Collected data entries
===
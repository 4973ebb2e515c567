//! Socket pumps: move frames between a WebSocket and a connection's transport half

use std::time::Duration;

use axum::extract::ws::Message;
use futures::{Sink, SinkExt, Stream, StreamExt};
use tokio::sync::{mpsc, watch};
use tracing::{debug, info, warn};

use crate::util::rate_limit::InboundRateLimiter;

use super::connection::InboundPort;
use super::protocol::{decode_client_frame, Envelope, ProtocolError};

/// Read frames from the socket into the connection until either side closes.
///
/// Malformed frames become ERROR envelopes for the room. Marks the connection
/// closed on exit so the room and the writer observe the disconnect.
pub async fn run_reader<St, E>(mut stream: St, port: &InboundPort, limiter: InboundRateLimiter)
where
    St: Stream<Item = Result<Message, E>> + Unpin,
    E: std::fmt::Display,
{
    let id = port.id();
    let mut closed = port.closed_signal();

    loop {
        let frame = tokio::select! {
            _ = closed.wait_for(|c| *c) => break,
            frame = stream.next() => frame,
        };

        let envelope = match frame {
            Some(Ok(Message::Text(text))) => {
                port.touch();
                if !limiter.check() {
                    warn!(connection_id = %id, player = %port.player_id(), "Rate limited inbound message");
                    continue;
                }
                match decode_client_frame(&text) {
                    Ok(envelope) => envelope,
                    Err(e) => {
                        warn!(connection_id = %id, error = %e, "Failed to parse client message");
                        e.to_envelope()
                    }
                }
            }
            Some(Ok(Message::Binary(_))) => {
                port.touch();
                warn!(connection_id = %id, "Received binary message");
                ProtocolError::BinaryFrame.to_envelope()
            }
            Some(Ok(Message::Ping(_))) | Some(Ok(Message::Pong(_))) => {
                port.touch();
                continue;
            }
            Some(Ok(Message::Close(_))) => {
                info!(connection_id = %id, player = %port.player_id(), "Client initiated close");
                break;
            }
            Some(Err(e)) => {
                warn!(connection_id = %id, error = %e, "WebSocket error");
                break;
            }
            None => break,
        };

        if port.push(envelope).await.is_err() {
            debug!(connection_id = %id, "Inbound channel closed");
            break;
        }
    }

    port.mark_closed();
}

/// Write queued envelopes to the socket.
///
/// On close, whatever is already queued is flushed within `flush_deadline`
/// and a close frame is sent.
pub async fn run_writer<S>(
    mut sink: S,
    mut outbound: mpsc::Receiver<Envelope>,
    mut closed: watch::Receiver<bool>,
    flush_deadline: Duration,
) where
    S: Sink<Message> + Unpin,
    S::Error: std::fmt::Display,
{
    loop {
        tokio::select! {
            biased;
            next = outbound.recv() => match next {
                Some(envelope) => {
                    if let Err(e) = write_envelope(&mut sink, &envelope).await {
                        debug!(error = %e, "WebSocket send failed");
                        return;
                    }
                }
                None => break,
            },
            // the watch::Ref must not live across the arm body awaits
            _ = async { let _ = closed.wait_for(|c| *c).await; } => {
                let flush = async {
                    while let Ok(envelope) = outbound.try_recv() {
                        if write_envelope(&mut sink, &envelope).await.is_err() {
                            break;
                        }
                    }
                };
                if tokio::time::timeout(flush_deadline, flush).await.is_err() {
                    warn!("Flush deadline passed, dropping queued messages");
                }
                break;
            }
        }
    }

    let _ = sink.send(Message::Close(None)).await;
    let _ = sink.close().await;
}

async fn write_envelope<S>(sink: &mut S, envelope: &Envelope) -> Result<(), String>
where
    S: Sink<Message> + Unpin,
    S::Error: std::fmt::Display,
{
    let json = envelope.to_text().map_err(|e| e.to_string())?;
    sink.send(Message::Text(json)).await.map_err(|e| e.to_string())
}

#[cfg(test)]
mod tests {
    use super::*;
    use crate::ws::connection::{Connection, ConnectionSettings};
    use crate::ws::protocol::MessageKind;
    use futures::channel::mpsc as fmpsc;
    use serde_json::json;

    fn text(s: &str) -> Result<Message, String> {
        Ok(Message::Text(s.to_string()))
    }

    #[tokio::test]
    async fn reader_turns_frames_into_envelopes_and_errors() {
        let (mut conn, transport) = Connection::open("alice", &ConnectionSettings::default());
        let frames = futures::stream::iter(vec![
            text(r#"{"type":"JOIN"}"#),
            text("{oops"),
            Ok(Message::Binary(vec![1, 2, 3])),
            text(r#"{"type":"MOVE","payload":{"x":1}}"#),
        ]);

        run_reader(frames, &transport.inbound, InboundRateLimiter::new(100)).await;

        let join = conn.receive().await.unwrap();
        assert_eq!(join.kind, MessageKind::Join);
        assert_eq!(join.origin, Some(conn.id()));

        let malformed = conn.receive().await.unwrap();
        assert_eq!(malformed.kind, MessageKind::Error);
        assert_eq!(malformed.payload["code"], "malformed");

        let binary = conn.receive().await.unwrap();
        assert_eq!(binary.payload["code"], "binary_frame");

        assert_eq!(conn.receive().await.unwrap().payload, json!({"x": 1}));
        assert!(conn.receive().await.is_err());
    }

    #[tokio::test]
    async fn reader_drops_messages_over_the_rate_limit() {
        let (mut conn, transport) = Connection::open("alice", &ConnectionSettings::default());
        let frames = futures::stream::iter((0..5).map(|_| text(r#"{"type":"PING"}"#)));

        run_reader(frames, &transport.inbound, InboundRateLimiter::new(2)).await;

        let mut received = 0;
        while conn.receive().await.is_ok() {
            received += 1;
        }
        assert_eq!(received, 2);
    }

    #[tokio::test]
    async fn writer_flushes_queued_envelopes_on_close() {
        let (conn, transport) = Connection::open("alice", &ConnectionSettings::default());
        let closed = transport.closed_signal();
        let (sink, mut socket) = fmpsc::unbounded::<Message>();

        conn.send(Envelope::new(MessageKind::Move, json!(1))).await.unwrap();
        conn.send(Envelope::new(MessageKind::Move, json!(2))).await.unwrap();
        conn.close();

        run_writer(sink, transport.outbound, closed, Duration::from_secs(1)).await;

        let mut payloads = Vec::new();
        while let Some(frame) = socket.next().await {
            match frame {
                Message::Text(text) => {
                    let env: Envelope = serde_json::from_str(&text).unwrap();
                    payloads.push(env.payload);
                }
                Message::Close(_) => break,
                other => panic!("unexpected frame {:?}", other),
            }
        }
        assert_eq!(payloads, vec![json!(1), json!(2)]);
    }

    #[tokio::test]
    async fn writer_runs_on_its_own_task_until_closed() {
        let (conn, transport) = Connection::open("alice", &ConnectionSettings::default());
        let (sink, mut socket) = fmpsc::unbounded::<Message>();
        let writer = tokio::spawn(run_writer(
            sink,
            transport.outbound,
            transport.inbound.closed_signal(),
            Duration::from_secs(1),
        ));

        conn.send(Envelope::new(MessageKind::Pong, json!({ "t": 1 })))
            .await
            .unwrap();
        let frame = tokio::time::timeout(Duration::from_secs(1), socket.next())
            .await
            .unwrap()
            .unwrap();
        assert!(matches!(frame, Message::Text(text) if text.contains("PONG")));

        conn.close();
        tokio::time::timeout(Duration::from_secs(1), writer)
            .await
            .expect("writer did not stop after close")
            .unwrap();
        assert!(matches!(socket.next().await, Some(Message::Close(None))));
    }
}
===
WORK REQUIRED: What is needed is each line of the entries that contains the word "type".

RESPONSE TO THIS EXERCISE:
            text(r#"{"type":"JOIN"}"#),
            text(r#"{"type":"MOVE","payload":{"x":1}}"#),
        let frames = futures::stream::iter((0..5).map(|_| text(r#"{"type":"PING"}"#)));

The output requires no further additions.